The lease option "is a concept that people are really just beginning to look at," says Alan Casamajor, solar energy program leader at the Lawrence Livermore Laboratory. "If we are going to have any impact in the industrial sector, this is almost certainly the way we're going to have to go."
The potential impact from cracking the industrial market can be substantial. Industry, which according to the US Department of Energy (DOE) accounts for about 25 percent of the nation's annual energy consumption, doled out $110 billion for energy last year alone.
The DOE has taken an active interest in industrial solar energy, funding a variety of demonstration projects over the past several years. But the Reagan administration's budget cuts have scotched proposals for new demonstration projects.

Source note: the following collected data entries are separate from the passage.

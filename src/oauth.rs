//! Internal OAuth client facade over the `oauth2` crate.

pub use oauth2;

// std
use std::borrow::Cow;
// crates.io
use oauth2::{
	AuthType, AuthUrl, AuthorizationCode, ClientId, ClientSecret, EndpointNotSet, EndpointSet,
	HttpClientError, RedirectUrl, RequestTokenError, TokenResponse, TokenUrl,
	basic::{BasicClient, BasicErrorResponse, BasicRequestTokenError, BasicTokenResponse},
	http::HeaderMap,
};
// self
use crate::{
	_prelude::*,
	auth::{AccessToken, ScopeSet},
	error::{AcquisitionError, ConfigError, TransportError},
	http::{EnhancedHandle, ResponseMetadata, ResponseMetadataSlot, TokenHttpClient},
	provider::{ClientAuthenticationScheme, ResourceDetails},
};

type ConfiguredBasicClient =
	BasicClient<EndpointSet, EndpointNotSet, EndpointNotSet, EndpointNotSet, EndpointSet>;

/// Maps HTTP transport failures into crate [`Error`] values.
pub trait TransportErrorMapper<E>
where
	Self: 'static + Send + Sync,
	E: 'static + Send + Sync + StdError,
{
	/// Converts an [`HttpClientError`] emitted by the transport into a crate error.
	fn map_transport_error(
		&self,
		metadata: Option<&ResponseMetadata>,
		error: HttpClientError<E>,
	) -> Error;
}

/// Default mapper for reqwest-backed transports.
#[cfg(feature = "reqwest")]
#[derive(Clone, Debug, Default)]
pub struct ReqwestTransportErrorMapper;
#[cfg(feature = "reqwest")]
impl TransportErrorMapper<ReqwestError> for ReqwestTransportErrorMapper {
	fn map_transport_error(
		&self,
		_meta: Option<&ResponseMetadata>,
		err: HttpClientError<ReqwestError>,
	) -> Error {
		match err {
			HttpClientError::Reqwest(inner) => map_reqwest_error(*inner),
			HttpClientError::Http(inner) => ConfigError::from(inner).into(),
			HttpClientError::Io(inner) => TransportError::Io(inner).into(),
			HttpClientError::Other(message) => TransportError::Other { message }.into(),
			_ => TransportError::Other { message: "Unclassified HTTP client failure".into() }
				.into(),
		}
	}
}

/// One authorization-code exchange, fully resolved by the provider.
pub(crate) struct CodeExchange<'a> {
	pub(crate) code: &'a str,
	pub(crate) redirect_uri: &'a Url,
	pub(crate) requested_scope: &'a ScopeSet,
	pub(crate) form: &'a BTreeMap<String, String>,
	pub(crate) headers: HeaderMap,
}

pub(crate) struct BasicFacade<C, M>
where
	C: ?Sized + TokenHttpClient,
	M: ?Sized + TransportErrorMapper<C::TransportError>,
{
	oauth_client: ConfiguredBasicClient,
	http_client: Arc<C>,
	error_mapper: Arc<M>,
}
impl<C, M> BasicFacade<C, M>
where
	C: ?Sized + TokenHttpClient,
	M: ?Sized + TransportErrorMapper<C::TransportError>,
{
	pub(crate) fn from_details(
		details: &ResourceDetails,
		http_client: Arc<C>,
		error_mapper: Arc<M>,
	) -> Result<Self> {
		let auth_url = AuthUrl::new(details.endpoints.authorization.to_string())
			.map_err(|source| ConfigError::InvalidEndpoint { source })?;
		let token_url = TokenUrl::new(details.endpoints.token.to_string())
			.map_err(|source| ConfigError::InvalidEndpoint { source })?;
		let mut oauth_client = BasicClient::new(ClientId::new(details.client_id.to_string()))
			.set_auth_uri(auth_url)
			.set_token_uri(token_url);

		match details.client_authentication_scheme {
			ClientAuthenticationScheme::Header | ClientAuthenticationScheme::Form => {
				if let Some(secret) = details.client_secret() {
					oauth_client =
						oauth_client.set_client_secret(ClientSecret::new(secret.to_owned()));
				}
			},
			// Without a secret `oauth2` sends `client_id` in the form body.
			ClientAuthenticationScheme::None => {},
		}

		if matches!(details.client_authentication_scheme, ClientAuthenticationScheme::Form) {
			oauth_client = oauth_client.set_auth_type(AuthType::RequestBody);
		}

		Ok(Self { oauth_client, http_client, error_mapper })
	}

	pub(crate) async fn exchange_authorization_code(
		&self,
		exchange: CodeExchange<'_>,
	) -> Result<AccessToken> {
		let meta = ResponseMetadataSlot::default();
		let handle = EnhancedHandle::new(self.http_client.with_metadata(meta.clone()), exchange.headers);
		let redirect_url = RedirectUrl::new(exchange.redirect_uri.to_string())
			.map_err(|source| ConfigError::InvalidEndpoint { source })?;
		let mut request = self
			.oauth_client
			.exchange_code(AuthorizationCode::new(exchange.code.to_owned()))
			.set_redirect_uri(Cow::Owned(redirect_url));

		for (key, value) in exchange.form {
			if !is_reserved_param(key) {
				request = request.add_extra_param(key, value);
			}
		}

		let response = request
			.request_async(&handle)
			.await
			.map_err(|err| map_request_error(meta.take(), err, self.error_mapper.as_ref()))?;

		map_token_response(exchange.requested_scope, response, meta.take())
	}
}

/// Parameters owned by the grant itself; enhancers cannot override them.
fn is_reserved_param(name: &str) -> bool {
	matches!(name, "grant_type" | "code" | "redirect_uri" | "client_id" | "client_secret")
}

fn map_token_response(
	requested_scope: &ScopeSet,
	response: BasicTokenResponse,
	meta: Option<ResponseMetadata>,
) -> Result<AccessToken> {
	let granted_scope = response
		.scopes()
		.and_then(|scopes| ScopeSet::new(scopes.iter().map(|scope| scope.to_string())).ok())
		.unwrap_or_else(|| requested_scope.clone());
	let mut builder = AccessToken::builder(response.access_token().secret().to_owned())
		.token_type(response.token_type().as_ref())
		.scope(granted_scope);

	if let Some(expires_in) = response.expires_in() {
		let seconds = i64::try_from(expires_in.as_secs()).unwrap_or(i64::MAX);

		builder = builder.issued_at(OffsetDateTime::now_utc()).expires_in(Duration::seconds(seconds));
	}
	if let Some(refresh) = response.refresh_token() {
		builder = builder.refresh_token(refresh.secret().to_owned());
	}

	builder.build().map_err(|err| {
		AcquisitionError::UnexpectedResponse {
			message: err.to_string(),
			status: meta_status(meta.as_ref()),
			content_type: meta_content_type(meta.as_ref()),
		}
		.into()
	})
}

fn map_request_error<E, M>(
	meta: Option<ResponseMetadata>,
	err: BasicRequestTokenError<HttpClientError<E>>,
	mapper: &M,
) -> Error
where
	E: 'static + Send + Sync + StdError,
	M: ?Sized + TransportErrorMapper<E>,
{
	let meta_ref = meta.as_ref();
	let status = meta_status(meta_ref);

	match err {
		RequestTokenError::ServerResponse(response) => map_server_response_error(status, response),
		RequestTokenError::Request(error) => mapper.map_transport_error(meta_ref, error),
		// Non-2xx responses whose body is not an OAuth error document still count as rejections.
		RequestTokenError::Parse(_, body) if is_error_status(status) =>
			AcquisitionError::TokenEndpoint {
				status,
				oauth_error: None,
				body: Some(String::from_utf8_lossy(&body).into_owned()),
			}
			.into(),
		RequestTokenError::Parse(source, body) => AcquisitionError::TokenResponseParse {
			source,
			status,
			body: String::from_utf8_lossy(&body).into_owned(),
		}
		.into(),
		RequestTokenError::Other(_) if is_error_status(status) =>
			AcquisitionError::TokenEndpoint { status, oauth_error: None, body: None }.into(),
		RequestTokenError::Other(message) => AcquisitionError::UnexpectedResponse {
			message,
			status,
			content_type: meta_content_type(meta_ref),
		}
		.into(),
	}
}

fn map_server_response_error(status: Option<u16>, response: BasicErrorResponse) -> Error {
	AcquisitionError::TokenEndpoint {
		status,
		oauth_error: Some(response.error().as_ref().to_owned()),
		body: serde_json::to_string(&response).ok(),
	}
	.into()
}

#[cfg(feature = "reqwest")]
fn map_reqwest_error(err: ReqwestError) -> Error {
	if err.is_builder() {
		return ConfigError::from(err).into();
	}

	TransportError::token_endpoint(err).into()
}

fn is_error_status(status: Option<u16>) -> bool {
	status.is_some_and(|code| !(200..300).contains(&code))
}

fn meta_status(meta: Option<&ResponseMetadata>) -> Option<u16> {
	meta.and_then(|value| value.status)
}

fn meta_content_type(meta: Option<&ResponseMetadata>) -> Option<String> {
	meta.and_then(|value| value.content_type.clone())
}
// self
use crate::{
	context::ScopeMode,
	obs::{OpKind, OpOutcome},
};

/// Bumps `oauth2_client_context_op_total` for one operation event (when `metrics` is enabled).
pub fn record_op_outcome(kind: OpKind, scope: ScopeMode, outcome: OpOutcome) {
	#[cfg(feature = "metrics")]
	{
		metrics::counter!(
			"oauth2_client_context_op_total",
			"op" => kind.as_str(),
			"scope" => scope.as_str(),
			"outcome" => outcome.as_str()
		)
		.increment(1);
	}
	#[cfg(not(feature = "metrics"))]
	{
		let _ = (kind, scope, outcome);
	}
}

According to Cyril Drafin, director of industrial marketing for the DOE, several firms have indicated an interest in solar leasing -- although PEI is the only company he knows of that has a signed lease in hand. As evidence of this growing interest, he cites an article on solar leasing in the current newsletter of the American Association of Equipment Lessors, a trade association representing leasing businesses.
"I think leasing offers advantages," says Mr. Drafin, "and if solar catches on [in the industrial market], leasing will play an important role in that.
But he sees early leasing deals more "as trial balloons to work through the arrangements and procedures, rather than catching on like wildfire."
Still, experts say that industrial usage -- with its heavy needs for steam and hot water -- is one of the best applications of solar technology.
Solar energy experts say growth in leasing firms depends on rising fuel prices and a drop in the cost of solar technology. But they add that Congress last year gave potential lessors a boost by passing the Business Energy Property Tax Credit.
An incentive for investment in alternative energy, the measure provides a 15 percent energy tax credit, on top of an already-existing 10 percent business investment tax credit -- and in addition to normal write-offs such as depreciation and interest.
For her first client, a laundromat in Temple City, Calif., Miss Jolson estimated that 52 solar panels leased under a seven-year contract will save her client $720 the first year and $165,000 by the end of the lease. Miss Jolson aims her pitch at small and medium commercial and industrial users and says PEI currently has three dozen bids out. Interested customers range from school districts and private hospitals to restaurants and bottling plants. And she plans to open an office in Hawaii, where natural gas prices currently are as much as thr ee times higher than prices on the mainland.